Failure to Provide Adequate Supervision and Fall Prevention for High-Risk Resident
Penalty
Summary
The facility failed to provide adequate supervision and implement effective fall prevention interventions for a resident with a significant history of falls and multiple risk factors, including severe cognitive impairment, Parkinson's disease, Alzheimer's disease, schizophrenia, and repeated falls. Despite the resident experiencing several falls over a period of months, the facility did not consistently identify or address all contributing factors for each incident. For example, after falls where the resident was found without non-skid socks or attempting to self-transfer, the care plan was not updated to address these specific issues, and interventions such as non-slip material for the wheelchair or enhanced supervision were not considered or implemented. The facility's fall investigations were incomplete, with the Assistant Director of Nursing (ADON) acknowledging that details from interviews and investigations were not documented.

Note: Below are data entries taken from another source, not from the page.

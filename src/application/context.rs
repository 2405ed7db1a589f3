use crate::config::Config;
use crate::domain::ports::Clock;
use crate::domain::repositories::SignalRepository;
use crate::infrastructure::message_bus::MessageBus;
use std::sync::Arc;

/// Process-scoped context handed to every agent at construction. Replaces
/// module-global singletons with explicit ownership; the clock is injectable
/// so time-dependent behavior is testable.
#[derive(Clone)]
pub struct AgentContext {
    pub repo: Arc<dyn SignalRepository>,
    pub bus: MessageBus,
    pub clock: Arc<dyn Clock>,
    pub config: Arc<Config>,
}

impl AgentContext {
    pub fn new(
        repo: Arc<dyn SignalRepository>,
        bus: MessageBus,
        clock: Arc<dyn Clock>,
        config: Arc<Config>,
    ) -> Self {
        Self {
            repo,
            bus,
            clock,
            config,
        }
    }
}
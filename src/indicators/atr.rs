pub const DEFAULT_PERIOD: usize = 14;

/// Average true range over the last `period` bars.
///
/// Short series fall back to the mean high-low range, which keeps stop
/// distances sane even on thin history.
pub fn compute_atr(highs: &[f64], lows: &[f64], closes: &[f64], period: usize) -> f64 {
    let n = highs.len().min(lows.len()).min(closes.len());
    if n == 0 {
        return 0.0;
    }

    if n < period + 1 {
        let sum: f64 = (0..n).map(|i| highs[i] - lows[i]).sum();
        return sum / n as f64;
    }

    let mut true_ranges = Vec::with_capacity(n - 1);
    for i in 1..n {
        let hl = highs[i] - lows[i];
        let hc = (highs[i] - closes[i - 1]).abs();
        let lc = (lows[i] - closes[i - 1]).abs();
        true_ranges.push(hl.max(hc).max(lc));
    }

    let tail = &true_ranges[true_ranges.len() - period..];
    tail.iter().sum::<f64>() / period as f64
}

#[cfg(test)]
mod tests {
    use super::*;

    #[test]
    fn test_short_series_uses_range_mean() {
        let highs = vec![102.0, 104.0];
        let lows = vec![100.0, 100.0];
        let closes = vec![101.0, 103.0];
        assert_eq!(compute_atr(&highs, &lows, &closes, DEFAULT_PERIOD), 3.0);
    }

    #[test]
    fn test_constant_range() {
        let n = 40;
        let highs: Vec<f64> = (0..n).map(|i| 102.0 + i as f64).collect();
        let lows: Vec<f64> = (0..n).map(|i| 100.0 + i as f64).collect();
        let closes: Vec<f64> = (0..n).map(|i| 101.0 + i as f64).collect();
        // True range dominated by high[i] - close[i-1] = 2.0 each bar.
        let atr = compute_atr(&highs, &lows, &closes, DEFAULT_PERIOD);
        assert!((atr - 2.0).abs() < 1e-9);
    }

    #[test]
    fn test_empty_input() {
        assert_eq!(compute_atr(&[], &[], &[], DEFAULT_PERIOD), 0.0);
    }
}
pub mod image;
pub mod partition;
pub mod state;
pub mod temp;
pub mod volume;

pub use image::{DiskConverter, QemuImgConverter, detect_format};
pub use partition::{Mbr, MbrPartition, extract_first_partition, read_mbr, wrap_in_partition_table};
pub use state::JsonStore;
pub use temp::{TempArtifact, move_file};
pub use volume::{remove_volume_file, write_volume_file};
use async_trait::async_trait;
use std::collections::BTreeMap;
use std::path::PathBuf;
use std::process::Stdio;
use std::time::Duration;
use tokio::process::Command;
use tracing::{debug, info};
use unikit_core::{Result, UnikitError, with_deadline};

/// Where the sources directory appears inside a build job.
pub const PROJECT_MOUNT: &str = "/project_directory";

/// One invocation of an external build job.
#[derive(Debug, Clone, PartialEq, Eq)]
pub struct BuildJob {
    pub name: String,
    /// Host directory mounted at `PROJECT_MOUNT`. Outputs land here too.
    pub mounted_dir: PathBuf,
    pub env: BTreeMap<String, String>,
    pub args: Vec<String>,
}

impl BuildJob {
    pub fn new(name: impl Into<String>, mounted_dir: impl Into<PathBuf>) -> Self {
        Self {
            name: name.into(),
            mounted_dir: mounted_dir.into(),
            env: BTreeMap::new(),
            args: Vec::new(),
        }
    }

    pub fn with_env(mut self, key: impl Into<String>, value: impl Into<String>) -> Self {
        self.env.insert(key.into(), value.into());
        self
    }

    pub fn with_args(mut self, args: impl IntoIterator<Item = String>) -> Self {
        self.args.extend(args);
        self
    }
}

#[async_trait]
pub trait BuildJobRunner: Send + Sync {
    async fn run_build_job(&self, job: &BuildJob) -> Result<()>;
}

/// Runs build jobs as throwaway docker containers named after the job.
pub struct DockerBuildJobRunner {
    docker_binary: PathBuf,
    timeout: Option<Duration>,
}

impl DockerBuildJobRunner {
    pub fn new(docker_binary: impl Into<PathBuf>, timeout: Option<Duration>) -> Self {
        Self {
            docker_binary: docker_binary.into(),
            timeout,
        }
    }

    fn command_args(job: &BuildJob) -> Vec<String> {
        let mut args = vec![
            "run".to_string(),
            "--rm".to_string(),
            "-v".to_string(),
            format!("{}:{}", job.mounted_dir.display(), PROJECT_MOUNT),
        ];
        for (key, value) in &job.env {
            args.push("-e".to_string());
            args.push(format!("{key}={value}"));
        }
        args.push(job.name.clone());
        args.extend(job.args.iter().cloned());
        args
    }
}

#[async_trait]
impl BuildJobRunner for DockerBuildJobRunner {
    async fn run_build_job(&self, job: &BuildJob) -> Result<()> {
        let args = Self::command_args(job);
        info!("Running build job {} on {}", job.name, job.mounted_dir.display());
        debug!("{} {}", self.docker_binary.display(), args.join(" "));

        let operation = format!("build job {}", job.name);
        let output = with_deadline(&operation, self.timeout, async {
            Command::new(&self.docker_binary)
                .args(&args)
                .stdin(Stdio::null())
                .kill_on_drop(true)
                .output()
                .await
                .map_err(|e| UnikitError::external("docker", &operation, e))
        })
        .await?;

        debug!(
            "Build job {} output:\n{}",
            job.name,
            String::from_utf8_lossy(&output.stdout)
        );

        if !output.status.success() {
            return Err(UnikitError::external(
                "docker",
                operation,
                format!(
                    "exited with {}: {}",
                    output.status,
                    String::from_utf8_lossy(&output.stderr).trim()
                ),
            ));
        }

        Ok(())
    }
}

#[cfg(test)]
mod tests {
    use super::*;

    #[test]
    fn test_docker_arguments() {
        let job = BuildJob::new("compilers-osv-nodejs", "/src/app")
            .with_env("NODE_MAIN_FILE", "app.js")
            .with_args(vec!["--verbose".to_string()]);

        assert_eq!(
            DockerBuildJobRunner::command_args(&job),
            vec![
                "run",
                "--rm",
                "-v",
                "/src/app:/project_directory",
                "-e",
                "NODE_MAIN_FILE=app.js",
                "compilers-osv-nodejs",
                "--verbose",
            ]
        );
    }

    #[tokio::test]
    async fn test_missing_docker_is_external_failure() {
        let dir = tempfile::tempdir().unwrap();
        let runner = DockerBuildJobRunner::new(dir.path().join("no-docker"), None);
        let err = runner
            .run_build_job(&BuildJob::new("compilers-osv-nodejs", dir.path()))
            .await
            .unwrap_err();
        assert_eq!(err.kind(), unikit_core::ErrorKind::ExternalFailure);
    }
}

In several instances, the interventions added to the care plan were not directly related to the identified causes of the falls. For example, after a fall related to the resident attempting to retrieve dentures, the only intervention was a dental evaluation, which the Medical Director stated would not prevent falls. Similarly, after a fall where the resident slid out of a wheelchair while changing clothes and was found wearing plain socks instead of non-skid socks, the only intervention was to assist with changing clothes, with no action taken regarding the lack of non-skid socks or the use of non-slip material in the wheelchair. Additionally, the facility failed to ensure safe transfer practices following a fall. After one incident, staff manually lifted the resident from the floor to the bed by lifting under the arms, despite the resident being unable to bear weight, which is contrary to safe transfer protocols and increased the risk of injury. The facility did not identify or address this improper transfer method during their investigation. The lack of comprehensive fall investigations, failure to update care plans with appropriate and individualized interventions, and inadequate supervision contributed to repeated falls and, in one case, resulted in a significant injury (right humeral neck fracture) for the resident.